No manuscrito de Breton, cuidadosas rasuras tornam indecifráveis uma
dezena de palavras ou membros de frases, substituídos por uma nova redacção nas
entrelinhas onde surgem também alguns acrescentos. As correcções feitas às
últimas linhas, muito emendadas, não permitem avaliar se Breton, com menos
pressa de acabar, teria optado por uma construção gramatical ou se
deliberadamente a rejeitou.
Resposta de André
Breton
A contradição
fundamental que você sublinha não me escapa: ela permanece, apesar dos meus
esforços e de mais alguns para a reduzir (mas não me preocupa nem poderia
confundir-me porque sei que nela reside o segredo do movimento para a frente
que permitiu ao surrealismo durar). Claro que, naturalmente, as minhas posições
variaram sensivelmente desde o 1° manifesto. No interior de textos-programa
deste tipo, que não comportam a expressão de nenhuma reserva, de nenhuma
dúvida, cujo carácter essencialmente agressivo exclui toda a casta de
subtilezas, é óbvio que o meu pensamento tende a adquirir um tom extremamente
brutal, mesmo simplista, que não lhe conheço interiormente.
Esta contradição que
o choca é, creio, a mesma que Caillois, como eu lhe dizia, rebateu de um modo
tão severo. Tentei explicar-me num texto intitulado «A beleza será convulsiva»
(Minotaure n°5) e retomado no início de L’Amour fou. Com efeito, cedo
alternadamente - e afinal por que não? não sou o único — a dois apelos muito
distintos: o primeiro leva-me a procurar na obra de arte uma fruição (é a única
palavra exacta, você emprega-a, já que a análise deste sentimento em mim não me
dá senão elementos para-eróticos); o segundo, que se manifesta
independentemente ou não do primeiro, leva-me a interpretá-la em função da
necessidade geral de conhecimento. Estas duas tentações, que distingo no papel,
nem sempre são separáveis (tendem a confundir-se também em muitas passagens de
Uma época no Inferno).
Escusado será dizer
que, se qualquer obra de arte pode ser considerada sob o prisma do documento, a
recíproca não poderia de forma nenhuma sustentar-se.
Examinando sucessivamente
as suas três interpretações, não me sinto nada embaraçado em lhe dizer que
apenas me sinto absolutamente próximo da última. No entanto, algumas palavras a
propósito das precedentes:
1) Não estou seguro
de que o valor estético da obra dependa da sua maior ou menor espontaneidade.
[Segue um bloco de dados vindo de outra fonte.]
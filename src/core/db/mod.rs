//! SQLite store for suppliers, campaigns and submissions
//!
//! Every public operation runs one or a few parameterized statements against
//! a single connection. Callers that share a [`Database`] across threads wrap
//! it in a mutex; the HTTP server does exactly that.
//!
//! Timestamps are stored as fixed-width RFC 3339 UTC text so that ordering and
//! range filters work with plain string comparison. List-valued columns hold
//! JSON arrays.

mod campaigns;
mod dashboard;
mod events;
mod imds;
mod pcf;
mod portal;
mod schema;
mod suppliers;
mod users;

pub use dashboard::{
    ActivityItem, CampaignCounts, DashboardStats, EmissionsCounts, ImdsCounts, Kpis, MonthTotal,
    Overview, PcfCounts, SupplierCounts, DEFAULT_ACTIVITY_LIMIT, DEFAULT_TREND_MONTHS,
};
pub use events::Event;

use std::fs;
use std::path::{Path, PathBuf};

use chrono::{DateTime, NaiveDate, SecondsFormat, Utc};
use rusqlite::functions::FunctionFlags;
use rusqlite::types::Type;
use rusqlite::{Connection, Row};
use serde::de::DeserializeOwned;
use serde::Serialize;

use crate::core::error::{DbError, DbResult};

/// Current schema version; newer databases are refused
pub const SCHEMA_VERSION: i32 = 1;

/// Tables reported by [`Database::table_counts`]
const COUNTED_TABLES: &[&str] = &[
    "suppliers",
    "supplier_contacts",
    "campaigns",
    "campaign_supplier_status",
    "imds_submissions",
    "pcf_declarations",
    "supplier_access_tokens",
    "portal_submissions",
    "users",
    "events",
];

/// SQLite's `LOWER` and `LIKE` only fold ASCII, so text searches go through
/// `fold_case(text)`, which lowercases with full Unicode rules.
fn register_functions(conn: &Connection) -> rusqlite::Result<()> {
    conn.create_scalar_function(
        "fold_case",
        1,
        FunctionFlags::SQLITE_UTF8 | FunctionFlags::SQLITE_DETERMINISTIC,
        |ctx| {
            let text: Option<String> = ctx.get(0)?;
            Ok(text.map(|t| t.to_lowercase()))
        },
    )
}

/// `LIKE` pattern matching `needle` anywhere, for use with `ESCAPE '\'`
pub(crate) fn contains_pattern(needle: &str) -> String {
    let mut pattern = String::with_capacity(needle.len() + 2);
    pattern.push('%');
    for c in needle.to_lowercase().chars() {
        if matches!(c, '\\' | '%' | '_') {
            pattern.push('\\');
        }
        pattern.push(c);
    }
    pattern.push('%');
    pattern
}

/// The engagement database backed by SQLite
pub struct Database {
    conn: Connection,
    path: Option<PathBuf>,
}

impl Database {
    /// Open or create a database file, creating the schema when missing
    pub fn open(path: &Path) -> DbResult<Self> {
        if let Some(parent) = path.parent() {
            if !parent.as_os_str().is_empty() {
                fs::create_dir_all(parent)?;
            }
        }

        let conn = Connection::open(path)?;
        conn.execute_batch("PRAGMA journal_mode=WAL;")?;

        let mut db = Self {
            conn,
            path: Some(path.to_path_buf()),
        };
        db.init()?;
        Ok(db)
    }

    /// Open a private in-memory database
    pub fn open_in_memory() -> DbResult<Self> {
        let conn = Connection::open_in_memory()?;
        let mut db = Self { conn, path: None };
        db.init()?;
        Ok(db)
    }

    fn init(&mut self) -> DbResult<()> {
        self.conn.execute_batch("PRAGMA foreign_keys=ON;")?;
        register_functions(&self.conn)?;
        self.init_schema()
    }

    /// Location of the database file, `None` for in-memory databases
    pub fn path(&self) -> Option<&Path> {
        self.path.as_deref()
    }

    /// Cheap liveness probe
    pub fn health(&self) -> DbResult<()> {
        self.conn.query_row("SELECT 1", [], |row| row.get::<_, i64>(0))?;
        Ok(())
    }

    /// Row counts of the main tables, in a fixed order
    pub fn table_counts(&self) -> DbResult<Vec<(&'static str, i64)>> {
        COUNTED_TABLES
            .iter()
            .map(|table| {
                let count: i64 = self.conn.query_row(
                    &format!("SELECT COUNT(*) FROM {}", table),
                    [],
                    |row| row.get(0),
                )?;
                Ok((*table, count))
            })
            .collect()
    }

    /// True when no supplier, campaign or user has been stored yet
    pub fn is_empty(&self) -> DbResult<bool> {
        let count: i64 = self.conn.query_row(
            "SELECT (SELECT COUNT(*) FROM suppliers)
                  + (SELECT COUNT(*) FROM campaigns)
                  + (SELECT COUNT(*) FROM users)",
            [],
            |row| row.get(0),
        )?;
        Ok(count == 0)
    }

    /// Delete every row, keeping the schema
    pub fn clear(&mut self) -> DbResult<()> {
        self.conn.execute_batch(
            r#"
            DELETE FROM events;
            DELETE FROM portal_submissions;
            DELETE FROM supplier_access_tokens;
            DELETE FROM pcf_declarations;
            DELETE FROM imds_submissions;
            DELETE FROM campaign_supplier_status;
            DELETE FROM campaigns;
            DELETE FROM supplier_hub_metadata;
            DELETE FROM pcf_profiles;
            DELETE FROM imds_profiles;
            DELETE FROM supplier_contacts;
            DELETE FROM suppliers;
            DELETE FROM users;
            "#,
        )?;
        Ok(())
    }
}

/// Current time in the stored text format
pub(crate) fn now_ts() -> String {
    ts_text(Utc::now())
}

pub(crate) fn ts_text(dt: DateTime<Utc>) -> String {
    dt.to_rfc3339_opts(SecondsFormat::Micros, true)
}

fn conversion_error(
    row: &Row<'_>,
    col: &str,
    err: impl std::error::Error + Send + Sync + 'static,
) -> rusqlite::Error {
    let idx = row.as_ref().column_index(col).unwrap_or(0);
    rusqlite::Error::FromSqlConversionFailure(idx, Type::Text, Box::new(err))
}

/// Read a required timestamp column
pub(crate) fn ts(row: &Row<'_>, col: &str) -> rusqlite::Result<DateTime<Utc>> {
    let text: String = row.get(col)?;
    DateTime::parse_from_rfc3339(&text)
        .map(|dt| dt.with_timezone(&Utc))
        .map_err(|e| conversion_error(row, col, e))
}

/// Read a nullable timestamp column
pub(crate) fn opt_ts(row: &Row<'_>, col: &str) -> rusqlite::Result<Option<DateTime<Utc>>> {
    let text: Option<String> = row.get(col)?;
    text.map(|t| {
        DateTime::parse_from_rfc3339(&t)
            .map(|dt| dt.with_timezone(&Utc))
            .map_err(|e| conversion_error(row, col, e))
    })
    .transpose()
}

/// Read a nullable `YYYY-MM-DD` column
pub(crate) fn opt_date(row: &Row<'_>, col: &str) -> rusqlite::Result<Option<NaiveDate>> {
    let text: Option<String> = row.get(col)?;
    text.map(|t| NaiveDate::parse_from_str(&t, "%Y-%m-%d").map_err(|e| conversion_error(row, col, e)))
        .transpose()
}

/// Read a JSON array column; NULL reads as empty
pub(crate) fn list<T: DeserializeOwned>(row: &Row<'_>, col: &str) -> rusqlite::Result<Vec<T>> {
    let text: Option<String> = row.get(col)?;
    match text {
        None => Ok(Vec::new()),
        Some(t) if t.trim().is_empty() => Ok(Vec::new()),
        Some(t) => serde_json::from_str(&t).map_err(|e| conversion_error(row, col, e)),
    }
}

/// Encode a list for a JSON array column
pub(crate) fn json_list<T: Serialize>(items: &[T]) -> String {
    serde_json::to_string(items).unwrap_or_else(|_| "[]".to_string())
}

/// Map "no rows" to a typed not-found error
pub(crate) fn found<T>(result: rusqlite::Result<T>, entity: &'static str, id: impl ToString) -> DbResult<T> {
    match result {
        Ok(v) => Ok(v),
        Err(rusqlite::Error::QueryReturnedNoRows) => Err(DbError::not_found(entity, id)),
        Err(e) => Err(e.into()),
    }
}

/// True when the error is a UNIQUE constraint violation
pub(crate) fn is_unique_violation(err: &rusqlite::Error) -> bool {
    matches!(
        err,
        rusqlite::Error::SqliteFailure(e, _)
            if e.extended_code == rusqlite::ffi::SQLITE_CONSTRAINT_UNIQUE
    )
}

#[cfg(test)]
mod tests {
    use super::*;
    use tempfile::tempdir;

    #[test]
    fn test_open_in_memory_creates_schema() {
        let db = Database::open_in_memory().unwrap();
        db.health().unwrap();
        assert!(db.is_empty().unwrap());
        let counts = db.table_counts().unwrap();
        assert_eq!(counts.len(), COUNTED_TABLES.len());
        assert!(counts.iter().all(|(_, n)| *n == 0));
    }

    #[test]
    fn test_open_file_creates_parent_dirs() {
        let tmp = tempdir().unwrap();
        let path = tmp.path().join("nested/dir/sect.db");
        let db = Database::open(&path).unwrap();
        assert_eq!(db.path(), Some(path.as_path()));
        assert!(path.exists());
    }

    #[test]
    fn test_reopen_keeps_data() {
        let tmp = tempdir().unwrap();
        let path = tmp.path().join("sect.db");
        {
            let mut db = Database::open(&path).unwrap();
            db.create_supplier(crate::entities::supplier::NewSupplier::new("Denso Corp"))
                .unwrap();
        }
        let db = Database::open(&path).unwrap();
        assert!(!db.is_empty().unwrap());
    }

    #[test]
    fn test_newer_schema_is_refused() {
        let tmp = tempdir().unwrap();
        let path = tmp.path().join("sect.db");
        {
            let db = Database::open(&path).unwrap();
            db.conn
                .execute("UPDATE schema_version SET version = ?1", [SCHEMA_VERSION + 1])
                .unwrap();
        }
        match Database::open(&path) {
            Err(DbError::Schema { found, supported }) => {
                assert_eq!(found, SCHEMA_VERSION + 1);
                assert_eq!(supported, SCHEMA_VERSION);
            }
            other => panic!("expected schema error, got {:?}", other.err()),
        }
    }

    #[test]
    fn test_timestamps_are_fixed_width() {
        let a = now_ts();
        let b = ts_text(DateTime::parse_from_rfc3339("2025-01-02T03:04:05Z").unwrap().into());
        assert_eq!(a.len(), b.len());
        assert_eq!(b, "2025-01-02T03:04:05.000000Z");
    }

    #[test]
    fn test_clear_empties_tables() {
        let mut db = Database::open_in_memory().unwrap();
        db.create_supplier(crate::entities::supplier::NewSupplier::new("ZF Friedrichshafen"))
            .unwrap();
        db.clear().unwrap();
        assert!(db.is_empty().unwrap());
    }
}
Eu tinha muito mais em vista a sua autenticidade do que a sua beleza, e a
definição de 1924 testemunha-o: «Ditame do pensamento.., fora de qualquer
preocupação estética ou moral. » Não lhe pode passar despercebido que a omissão
deste último membro da frase pudesse ter privado o autor de textos automáticos
de uma parte da sua liberdade: seria preciso começar por defendê-lo de qualquer
juízo deste tipo se quiséssemos evitar que ele fosse por isso constrangido a
priori e se comportasse de acordo com isso. Infelizmente isto não foi
completamente evitado (mínimo de organização do texto automático em poema:
deplorei-o na minha carta a Rolland de Reneville publicada em Points du Jour
mas é fácil ter em conta esta preocupação e de a retirar da obra considerada).
2) Não estou tão
seguro como você da enorme diferença qualitativa que existe entre os diversos
textos completamente espontâneos que se podem obter. Sempre me pareceu que o
principal elemento de mediocridade susceptível de intervir era devido à
impossibilidade em que se encontram muitas pessoas de se colocarem nas
condições requeridas para a experiência. Contentam-se em registar um discurso
descosido, onde se iludem com os despropósitos, o absurdo, mas podemos
constatar por sinais facilmente discerníveis, que não se expuseram
verdadeiramente, o que basta para afastar o seu pretenso testemunho. — Quando
afirmo que não estou tão seguro disso como você é sobretudo porque ignoro como
é que a ipseidade (comum a todos os homens) se encontra repartida (igualmente
ou, se o está desigualmente em que medida?) entre os homens. Só uma
investigação de carácter sistemático e que deixe provisoriamente os artistas de
lado nos poderia esclarecer a este propósito. A hierarquização das obras surrealistas
não me interessa praticamente nada (ao contrário do que Aragon afirmava em
tempos: «Se escreverem de maneira puramente surrealista algumas imbecilidades
tristes, serão sempre imbecilidades tristes»); o mesmo se passa, como o dei a
entender, com a hierarquização das obras românticas ou simbolistas. A minha
classificação destas últimas obras diferiria radicalmente da que é aceite e,
sobretudo, tenho a objectar a estas classificações o facto de nos fazerem
perder de vista o significado profundo, histórico desses movimentos.
3) Será que a obra
de arte exige sempre esta elaboração secundária? Sim, sem dúvida, mas somente
no sentido muito lato em que você o entende: «tomada de consciência
irracional», e mesmo assim, em que nível de consciência se opera essa elaboração?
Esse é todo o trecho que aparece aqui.